Coverly would have had some difficulty explaining to Leander that while he had been trained as a taper and sub-programmer, he had been switched to public relations when he was transferred from the Remsen to the Talifer Site. This was a mistake, made by one of the computations machines in personnel, but there was no appeal. They lived in a mixed neighborhood. Betsey wanted a shelter and Coverly had applied for a transfer to another neighborhood but the government-operated real-estate office was swamped with such applications and anyhow Coverly was not unhappy where he was. Ginkgo trees had been planted along the sidewalks where children roller-skated, and song birds had nested in the trees. Sitting in his back yard before dinner he could watch the sere and moving mountain twilight—that sour and powerful glow—beyond the distant gantries. They had a little garden and a grill for cooking meat.
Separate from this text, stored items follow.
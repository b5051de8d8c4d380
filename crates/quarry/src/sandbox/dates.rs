// SPDX-License-Identifier: AGPL-3.0-only
// Copyright (C) 2024 Jonathan Lee
// This program is free software: you can redistribute it and/or modify
// it under the terms of the GNU Affero General Public License version 3
// as published by the Free Software Foundation.
// This program is distributed in the hope that it will be useful,
// but WITHOUT ANY WARRANTY; without even the implied warranty of
// MERCHANTABILITY or FITNESS FOR A PARTICULAR PURPOSE.
// See the GNU Affero General Public License for more details.
// You should have received a copy of the GNU Affero General Public License
// along with this program. If not, see https://www.gnu.org/licenses/.

//! `datetime`, `date` and `timedelta` for scripts.

use crate::sandbox::args::Args;
use crate::sandbox::error::ScriptError;
use crate::sandbox::interpreter::Interpreter;
use crate::sandbox::value::{Module, Value};
use chrono::{DateTime, Datelike, Duration, Local, NaiveDate, NaiveDateTime, NaiveTime, Timelike};

const INFERRED_FORMATS: &[&str] = &[
    "%Y-%m-%d %H:%M:%S%.f",
    "%Y-%m-%dT%H:%M:%S%.f",
    "%Y-%m-%d %H:%M",
    "%Y-%m-%dT%H:%M",
    "%Y/%m/%d %H:%M:%S",
];

const INFERRED_DATE_FORMATS: &[&str] = &["%Y-%m-%d", "%Y/%m/%d", "%m/%d/%Y", "%d %B %Y", "%B %d, %Y", "%Y%m%d"];

/// Python's `%f` is microseconds; chrono's is nanoseconds.
pub fn chrono_format(format: &str) -> String {
    format.replace("%f", "%6f")
}

/// Parses with an explicit format, or tries the common ISO-like layouts.
pub fn parse_datetime(text: &str, format: Option<&str>) -> Option<NaiveDateTime> {
    let text = text.trim();
    if let Some(format) = format {
        let format = chrono_format(format);
        return NaiveDateTime::parse_from_str(text, &format).ok().or_else(|| {
            NaiveDate::parse_from_str(text, &format)
                .ok()
                .map(|d| d.and_time(NaiveTime::MIN))
        });
    }
    if let Ok(parsed) = DateTime::parse_from_rfc3339(text) {
        return Some(parsed.naive_utc());
    }
    INFERRED_FORMATS
        .iter()
        .find_map(|f| NaiveDateTime::parse_from_str(text, f).ok())
        .or_else(|| {
            INFERRED_DATE_FORMATS
                .iter()
                .find_map(|f| NaiveDate::parse_from_str(text, f).ok())
                .map(|d| d.and_time(NaiveTime::MIN))
        })
        .or_else(|| {
            // Month precision, e.g. "2024-03".
            NaiveDate::parse_from_str(&format!("{text}-01"), "%Y-%m-%d")
                .ok()
                .map(|d| d.and_time(NaiveTime::MIN))
        })
}

fn component(args: &Args, index: usize, name: &str, default: Option<i64>, func: &str) -> Result<i64, ScriptError> {
    match (args.opt(index, name), default) {
        (Some(value), _) => value.as_i64().ok_or_else(|| {
            ScriptError::type_error(format!(
                "'{name}' must be an integer, not '{}'",
                value.type_name()
            ))
        }),
        (None, Some(default)) => Ok(default),
        (None, None) => Err(ScriptError::type_error(format!(
            "{func}() missing required argument '{name}'"
        ))),
    }
}

fn build_date(year: i64, month: i64, day: i64) -> Result<NaiveDate, ScriptError> {
    if !(1..=12).contains(&month) {
        return Err(ScriptError::value_error("month must be in 1..12"));
    }
    let year = i32::try_from(year).map_err(|_| ScriptError::value_error(format!("year {year} is out of range")))?;
    NaiveDate::from_ymd_opt(year, month as u32, u32::try_from(day).unwrap_or(0))
        .ok_or_else(|| ScriptError::value_error("day is out of range for month"))
}

fn build_time(hour: i64, minute: i64, second: i64, micros: i64) -> Result<NaiveTime, ScriptError> {
    let part = |v: i64| u32::try_from(v).unwrap_or(u32::MAX);
    NaiveTime::from_hms_micro_opt(part(hour), part(minute), part(second), part(micros))
        .ok_or_else(|| ScriptError::value_error("time component out of range"))
}

/// Sum of timedelta-style keyword components.
pub fn delta_from_args(args: &Args) -> Result<Duration, ScriptError> {
    const UNITS: &[(&str, f64)] = &[
        ("days", 86_400_000_000.0),
        ("seconds", 1_000_000.0),
        ("microseconds", 1.0),
        ("milliseconds", 1_000.0),
        ("minutes", 60_000_000.0),
        ("hours", 3_600_000_000.0),
        ("weeks", 604_800_000_000.0),
    ];
    let mut micros = 0.0;
    for (index, (unit, scale)) in UNITS.iter().enumerate() {
        if let Some(value) = args.opt(index, unit) {
            let amount = value.as_f64().ok_or_else(|| {
                ScriptError::type_error(format!(
                    "unsupported type for timedelta {unit} component: {}",
                    value.type_name()
                ))
            })?;
            micros += amount * scale;
        }
    }
    if !micros.is_finite() || micros.abs() > 1.0e17 {
        return Err(ScriptError::new("OverflowError", "timedelta out of range"));
    }
    Ok(Duration::microseconds(micros.round() as i64))
}

pub fn construct(module: Module, args: &Args) -> Result<Value, ScriptError> {
    match module {
        Module::DatetimeClass | Module::DateClass => {
            let func = module.name();
            let date = build_date(
                component(args, 0, "year", None, func)?,
                component(args, 1, "month", None, func)?,
                component(args, 2, "day", None, func)?,
            )?;
            if module == Module::DateClass {
                return Ok(Value::Date(date));
            }
            let time = build_time(
                component(args, 3, "hour", Some(0), func)?,
                component(args, 4, "minute", Some(0), func)?,
                component(args, 5, "second", Some(0), func)?,
                component(args, 6, "microsecond", Some(0), func)?,
            )?;
            Ok(Value::DateTime(date.and_time(time)))
        }
        Module::TimedeltaClass => delta_from_args(args).map(Value::Delta),
        other => Err(ScriptError::type_error(format!(
            "'{}' object is not callable",
            other.name()
        ))),
    }
}

pub fn attribute(value: &Value, attr: &str) -> Option<Value> {
    let int = |v: u32| Some(Value::Int(i64::from(v)));
    match (value, attr) {
        (Value::Module(Module::DatetimeModule), "datetime") => {
            Some(Value::Module(Module::DatetimeClass))
        }
        (Value::Module(Module::DatetimeModule), "date") => Some(Value::Module(Module::DateClass)),
        (Value::Module(Module::DatetimeModule), "timedelta") => {
            Some(Value::Module(Module::TimedeltaClass))
        }
        (
            Value::Module(Module::DatetimeClass),
            "now" | "today" | "strptime" | "fromisoformat" | "combine",
        )
        | (Value::Module(Module::DateClass), "today" | "fromisoformat")
        | (
            Value::Date(_),
            "strftime" | "isoformat" | "weekday" | "isoweekday" | "replace",
        )
        | (
            Value::DateTime(_),
            "strftime" | "isoformat" | "weekday" | "isoweekday" | "replace" | "date"
            | "normalize" | "timestamp",
        )
        | (Value::Delta(_), "total_seconds") => Some(Value::method(value.clone(), attr)),
        (Value::Date(d), "year") => Some(Value::Int(i64::from(d.year()))),
        (Value::Date(d), "month") => int(d.month()),
        (Value::Date(d), "day") => int(d.day()),
        (Value::DateTime(dt), "year") => Some(Value::Int(i64::from(dt.year()))),
        (Value::DateTime(dt), "month") => int(dt.month()),
        (Value::DateTime(dt), "day") => int(dt.day()),
        (Value::DateTime(dt), "hour") => int(dt.hour()),
        (Value::DateTime(dt), "minute") => int(dt.minute()),
        (Value::DateTime(dt), "second") => int(dt.second()),
        (Value::DateTime(dt), "microsecond") => int(dt.nanosecond() / 1_000),
        (Value::Delta(d), "days") => Some(Value::Int(d.num_days())),
        (Value::Delta(d), "seconds") => Some(Value::Int(d.num_seconds() - d.num_days() * 86_400)),
        _ => None,
    }
}

fn replace_parts(date: NaiveDate, time: NaiveTime, args: &Args) -> Result<NaiveDateTime, ScriptError> {
    let kw = |name: &str, current: i64| -> Result<i64, ScriptError> {
        match args.kw(name) {
            Some(value) => value.as_i64().ok_or_else(|| {
                ScriptError::type_error(format!("'{name}' must be an integer"))
            }),
            None => Ok(current),
        }
    };
    let date = build_date(
        kw("year", i64::from(date.year()))?,
        kw("month", i64::from(date.month()))?,
        kw("day", i64::from(date.day()))?,
    )?;
    let time = build_time(
        kw("hour", i64::from(time.hour()))?,
        kw("minute", i64::from(time.minute()))?,
        kw("second", i64::from(time.second()))?,
        kw("microsecond", i64::from(time.nanosecond() / 1_000))?,
    )?;
    Ok(date.and_time(time))
}

fn text_arg(args: &Args, index: usize, name: &str, func: &str) -> Result<String, ScriptError> {
    args.text(index, name)?.ok_or_else(|| {
        ScriptError::type_error(format!("{func}() missing required argument '{name}'"))
    })
}

pub fn call_method(
    _interp: &mut Interpreter,
    receiver: &Value,
    name: &str,
    args: Args,
) -> Result<Value, ScriptError> {
    let value = match (receiver, name) {
        (Value::Module(Module::DatetimeClass), "now" | "today") => {
            Value::DateTime(Local::now().naive_local())
        }
        (Value::Module(Module::DateClass), "today") => Value::Date(Local::now().date_naive()),
        (Value::Module(Module::DatetimeClass), "strptime") => {
            let text = text_arg(&args, 0, "date_string", name)?;
            let format = text_arg(&args, 1, "format", name)?;
            let parsed = parse_datetime(&text, Some(&format)).ok_or_else(|| {
                ScriptError::value_error(format!(
                    "time data '{text}' does not match format '{format}'"
                ))
            })?;
            Value::DateTime(parsed)
        }
        (Value::Module(module @ (Module::DatetimeClass | Module::DateClass)), "fromisoformat") => {
            let text = text_arg(&args, 0, "date_string", name)?;
            let parsed = parse_datetime(&text, None).ok_or_else(|| {
                ScriptError::value_error(format!("Invalid isoformat string: '{text}'"))
            })?;
            if *module == Module::DateClass {
                Value::Date(parsed.date())
            } else {
                Value::DateTime(parsed)
            }
        }
        (Value::Module(Module::DatetimeClass), "combine") => {
            match (args.positional.first(), args.positional.get(1)) {
                (Some(Value::Date(d)), None) => Value::DateTime(d.and_time(NaiveTime::MIN)),
                (Some(Value::Date(d)), Some(Value::DateTime(t))) => Value::DateTime(d.and_time(t.time())),
                _ => return Err(ScriptError::type_error("combine() argument 1 must be datetime.date")),
            }
        }
        (Value::Date(d), "strftime") => {
            let format = text_arg(&args, 0, "format", name)?;
            Value::Str(d.format(&chrono_format(&format)).to_string())
        }
        (Value::DateTime(dt), "strftime") => {
            let format = text_arg(&args, 0, "format", name)?;
            Value::Str(dt.format(&chrono_format(&format)).to_string())
        }
        (Value::Date(d), "isoformat") => Value::Str(d.format("%Y-%m-%d").to_string()),
        (Value::DateTime(dt), "isoformat") => {
            let sep = args.text(0, "sep")?.unwrap_or_else(|| "T".to_string());
            Value::Str(dt.format(&format!("%Y-%m-%d{sep}%H:%M:%S")).to_string())
        }
        (Value::Date(d), "weekday") => Value::Int(i64::from(d.weekday().num_days_from_monday())),
        (Value::DateTime(dt), "weekday") => {
            Value::Int(i64::from(dt.weekday().num_days_from_monday()))
        }
        (Value::Date(d), "isoweekday") => Value::Int(i64::from(d.weekday().number_from_monday())),
        (Value::DateTime(dt), "isoweekday") => {
            Value::Int(i64::from(dt.weekday().number_from_monday()))
        }
        (Value::Date(d), "replace") => Value::Date(replace_parts(*d, NaiveTime::MIN, &args)?.date()),
        (Value::DateTime(dt), "replace") => Value::DateTime(replace_parts(dt.date(), dt.time(), &args)?),
        (Value::DateTime(dt), "date") => Value::Date(dt.date()),
        (Value::DateTime(dt), "normalize") => Value::DateTime(dt.date().and_time(NaiveTime::MIN)),
        (Value::DateTime(dt), "timestamp") => {
            Value::Float(dt.and_utc().timestamp_micros() as f64 / 1_000_000.0)
        }
        (Value::Delta(d), "total_seconds") => {
            let micros = d.num_microseconds().unwrap_or(i64::MAX);
            Value::Float(micros as f64 / 1_000_000.0)
        }
        (other, _) => return Err(ScriptError::attribute_error(&other.type_name(), name)),
    };
    Ok(value)
}

#[cfg(test)]
mod tests {
    use super::*;

    #[test]
    fn inferred_layouts() {
        let expected = NaiveDate::from_ymd_opt(2024, 3, 9).unwrap().and_time(NaiveTime::MIN);
        for text in ["2024-03-09", "2024/03/09", "03/09/2024", "2024-03-09T00:00:00"] {
            assert_eq!(parse_datetime(text, None), Some(expected), "{text}");
        }
        let month = parse_datetime("2024-03", None).unwrap();
        assert_eq!(month.date().day(), 1);
        assert_eq!(parse_datetime("last tuesday", None), None);
    }

    #[test]
    fn explicit_formats_accept_python_directives() {
        let parsed = parse_datetime("09.03.2024 14:05:06.250000", Some("%d.%m.%Y %H:%M:%S.%f")).unwrap();
        assert_eq!(parsed.hour(), 14);
        assert_eq!(parsed.nanosecond(), 250_000_000);
    }

    #[test]
    fn timedelta_components_accumulate() {
        let args = Args::new(
            vec![Value::Int(1)],
            vec![("hours".into(), Value::Float(1.5))],
        );
        let delta = delta_from_args(&args).unwrap();
        assert_eq!(delta.num_minutes(), 24 * 60 + 90);
    }

    #[test]
    fn constructors_validate_ranges() {
        let args = Args::of(vec![Value::Int(2024), Value::Int(2), Value::Int(30)]);
        let err = construct(Module::DateClass, &args).unwrap_err();
        assert_eq!(err.message, "day is out of range for month");
    }
}
fn reduce_frame(table: &Table, reduction: Reduction, numeric_only: bool) -> Result<Value, ScriptError> {
    let mut out = IndexMap::new();
    for (name, data) in table.columns() {
        let skip = (reduction.numeric_only() || numeric_only) && !data.is_numeric();
        if skip {
            continue;
        }
        out.insert(DictKey::Str(name.clone()), stats::reduce(data, reduction)?);
    }
    Ok(Value::dict(out))
}

fn round_column(data: &ColumnData, decimals: i32) -> ColumnData {
    match data {
        ColumnData::Float(values) => {
            let factor = 10f64.powi(decimals);
            ColumnData::Float(
                values
                    .iter()
                    .map(|v| v.map(|v| (v * factor).round_ties_even() / factor))
                    .collect(),
            )
        }
        other => other.clone(),
    }
}

fn to_dict(table: &Table, orient: &str) -> Result<Value, ScriptError> {
    let value = match orient {
        "dict" | "index" => Value::dict(
            table
                .columns()
                .iter()
                .map(|(name, data)| {
                    let inner = data
                        .cells()
                        .into_iter()
                        .enumerate()
                        .map(|(i, cell)| (DictKey::Int(i as i64), Value::from_cell(cell)))
                        .collect();
                    (DictKey::Str(name.clone()), Value::dict(inner))
                })
                .collect(),
        ),
        "list" | "series" => Value::dict(
            table
                .columns()
                .iter()
                .map(|(name, data)| {
                    let items = data.cells().into_iter().map(Value::from_cell).collect();
                    (DictKey::Str(name.clone()), Value::list(items))
                })
                .collect(),
        ),
        "records" => Value::list((0..table.height()).map(|row| row_dict(table, row)).collect()),
        other => {
            return Err(ScriptError::value_error(format!(
                "orient '{other}' not understood"
            )))
        }
    };
    Ok(value)
}

fn call_with_rows(
    interp: &mut Interpreter,
    table: &Table,
    func: &Value,
) -> Result<ColumnData, ScriptError> {
    let mut cells = Vec::with_capacity(table.height());
    for row in 0..table.height() {
        let result = interp.call_value(func, Args::of(vec![row_dict(table, row)]))?;
        cells.push(result.to_cell().ok_or_else(|| {
            ScriptError::type_error(format!(
                "apply(axis=1) must return scalars, got '{}'",
                result.type_name()
            ))
        })?);
    }
    Ok(ColumnData::from_cells(&cells))
}

fn axis_is_columns(args: &Args, index: usize) -> Result<bool, ScriptError> {
    match args.opt(index, "axis") {
        None => Ok(false),
        Some(Value::Str(axis)) => Ok(axis == "columns"),
        Some(value) => Ok(value.as_i64() == Some(1)),
    }
}

pub(crate) fn merge(interp: &mut Interpreter, left: &Table, args: &Args) -> Result<Value, ScriptError> {
    let mut right = frame_arg(args.require(0, "right", "merge")?, "merge")?;
    interp.consume((left.height() + right.height()) as u64)?;
    let how = join_how(args, 1)?;
    let on = match (args.opt(2, "on"), args.opt(usize::MAX, "left_on"), args.opt(usize::MAX, "right_on")) {
        (Some(on), _, _) => names_arg(on)?,
        (None, Some(left_on), Some(right_on)) => {
            let left_on = names_arg(left_on)?;
            let right_on = names_arg(right_on)?;
            if left_on.len() != right_on.len() {
                return Err(ScriptError::value_error("len(right_on) must equal len(left_on)"));
            }
            let mapping: Vec<(String, String)> = right_on.into_iter().zip(left_on.iter().cloned()).collect();
            right = right.rename(&mapping);
            left_on
        }
        (None, None, None) => {
            let common: Vec<String> = left
                .column_names()
                .into_iter()
                .filter(|name| right.column(name).is_some())
                .collect();
            if common.is_empty() {
                return Err(ScriptError::new(
                    "MergeError",
                    "No common columns to perform merge on",
                ));
            }
            common
        }
        _ => {
            return Err(ScriptError::new(
                "MergeError",
                "left_on and right_on must be given together",
            ))
        }
    };
    left.join(&right, &on, how).map(Value::frame).map_err(table_error)
}

pub(crate) fn pivot_table(
    interp: &mut Interpreter,
    data: &Table,
    args: &Args,
) -> Result<Value, ScriptError> {
    let index = names_arg(args.require(1, "index", "pivot_table")?)?;
    let pivot = match args.opt(2, "columns") {
        Some(value) => {
            let names = names_arg(value)?;
            match names.as_slice() {
                [single] => Some(single.clone()),
                _ => {
                    return Err(ScriptError::not_supported(
                        "pivot_table supports a single 'columns' key",
                    ))
                }
            }
        }
        None => None,
    };
    let values = match args.opt(0, "values") {
        Some(value) => names_arg(value)?,
        None => data
            .columns()
            .iter()
            .filter(|(name, column)| {
                column.is_numeric() && !index.contains(name) && pivot.as_ref() != Some(name)
            })
            .map(|(name, _)| name.clone())
            .collect(),
    };
    let aggfunc = args.text(3, "aggfunc")?.unwrap_or_else(|| "mean".to_string());
    let reduction = Reduction::from_name(&aggfunc).ok_or_else(|| {
        ScriptError::value_error(format!("unsupported aggfunc '{aggfunc}'"))
    })?;
    let fill = args.opt(usize::MAX, "fill_value").and_then(Value::to_cell);
    interp.consume(data.height() as u64)?;

    let groups = data.group_indices(&index).map_err(table_error)?;
    let mut key_cells: Vec<Vec<Cell>> = vec![Vec::new(); index.len()];
    for (key, _) in &groups {
        for (slot, cell) in key_cells.iter_mut().zip(key) {
            slot.push(cell.clone());
        }
    }
    let mut columns: Vec<(String, ColumnData)> = index
        .iter()
        .cloned()
        .zip(key_cells.iter().map(|cells| ColumnData::from_cells(cells)))
        .collect();

    let labels = match &pivot {
        Some(name) => data
            .group_indices(std::slice::from_ref(name))
            .map_err(table_error)?
            .into_iter()
            .map(|(key, _)| key.into_iter().next().unwrap_or(Cell::Null))
            .collect(),
        None => Vec::new(),
    };
    for value_name in &values {
        let column = data.require(value_name).map_err(table_error)?;
        if pivot.is_none() {
            let cells = groups
                .iter()
                .map(|(_, rows)| stats::reduce(&column.take(rows), reduction).map(|v| v.to_cell().unwrap_or(Cell::Null)))
                .collect::<Result<Vec<_>, _>>()?;
            columns.push((value_name.clone(), ColumnData::from_cells(&cells)));
            continue;
        }
        let pivot_column = data.require(pivot.as_deref().unwrap_or_default()).map_err(table_error)?;
        for label in &labels {
            let mut cells = Vec::with_capacity(groups.len());
            for (_, rows) in &groups {
                let matching: Vec<usize> = rows
                    .iter()
                    .copied()
                    .filter(|&row| pivot_column.get(row) == *label)
                    .collect();
                let cell = if matching.is_empty() {
                    fill.clone().unwrap_or(Cell::Null)
                } else {
                    stats::reduce(&column.take(&matching), reduction)?
                        .to_cell()
                        .unwrap_or(Cell::Null)
                };
                cells.push(cell);
            }
            let label_text = to_str(&Value::from_cell(label.clone()));
            let name = if values.len() == 1 {
                label_text
            } else {
                format!("{value_name}_{label_text}")
            };
            columns.push((name, ColumnData::from_cells(&cells)));
        }
    }
    Table::new(columns).map(Value::frame).map_err(table_error)
}

fn select_dtypes(table: &Table, args: &Args) -> Result<Table, ScriptError> {
    let include = match args.opt(0, "include") {
        Some(value) => names_arg(value)?,
        None => Vec::new(),
    };
    let exclude = match args.opt(1, "exclude") {
        Some(value) => names_arg(value)?,
        None => Vec::new(),
    };
    let wanted = |kinds: &[String], data: &ColumnData| {
        kinds.iter().any(|kind| match kind.as_str() {
            "number" | "float" | "int" | "float64" | "int64" => data.is_numeric(),
            "object" | "str" | "string" => matches!(data, ColumnData::Str(_)),
            "datetime" | "datetime64" | "datetime64[ns]" => data.is_temporal(),
            "bool" => matches!(data, ColumnData::Bool(_)),
            _ => false,
        })
    };
    let kept: Vec<String> = table
        .columns()
        .iter()
        .filter(|(_, data)| (include.is_empty() || wanted(&include, data)) && !wanted(&exclude, data))
        .map(|(name, _)| name.clone())
        .collect();
    table.select(&kept).map_err(table_error)
}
The house on their right was owned by a man named Armstrong, who was in the World Relations Department. Armstrong had developed a dry, manly and monosyllabic prose style for ghosting the chronicles of astronauts. The house on their left was owned by a gantry-crew man named Murphy, who got drunk and beat up his wife on Saturday nights. The Wapshots did not get along with the Murphys. One morning when Coverly was at work the signal board indicated that there was a telephone call for him. He left the security area to take the call. It was Betsey. “She stole my garbage pail,” Betsey said.

“I don’t understand, sugar,” Coverly said.

“Mrs. Murphy,” Betsey said. “The garbage man came this morning, he always comes on Tuesdays, and when he took away the garbage she took that nice, new, tin, galvanized garbage pail of mine and carried it right up to the back of her house, leaving me with that cracked, plastic old thing they brought from Canaveral.”

“Well, I can’t do anything about it now,” Coverly said. “I’ll be home at half-past five.”

Betsey was still excited when he returned. “You go right over there now and get it back,” she said. “They’ll fill it up with garbage and claim that it’s theirs. You should have painted our name on it. You go right over there now and get it away from them. There he is, he’s cutting the grass.”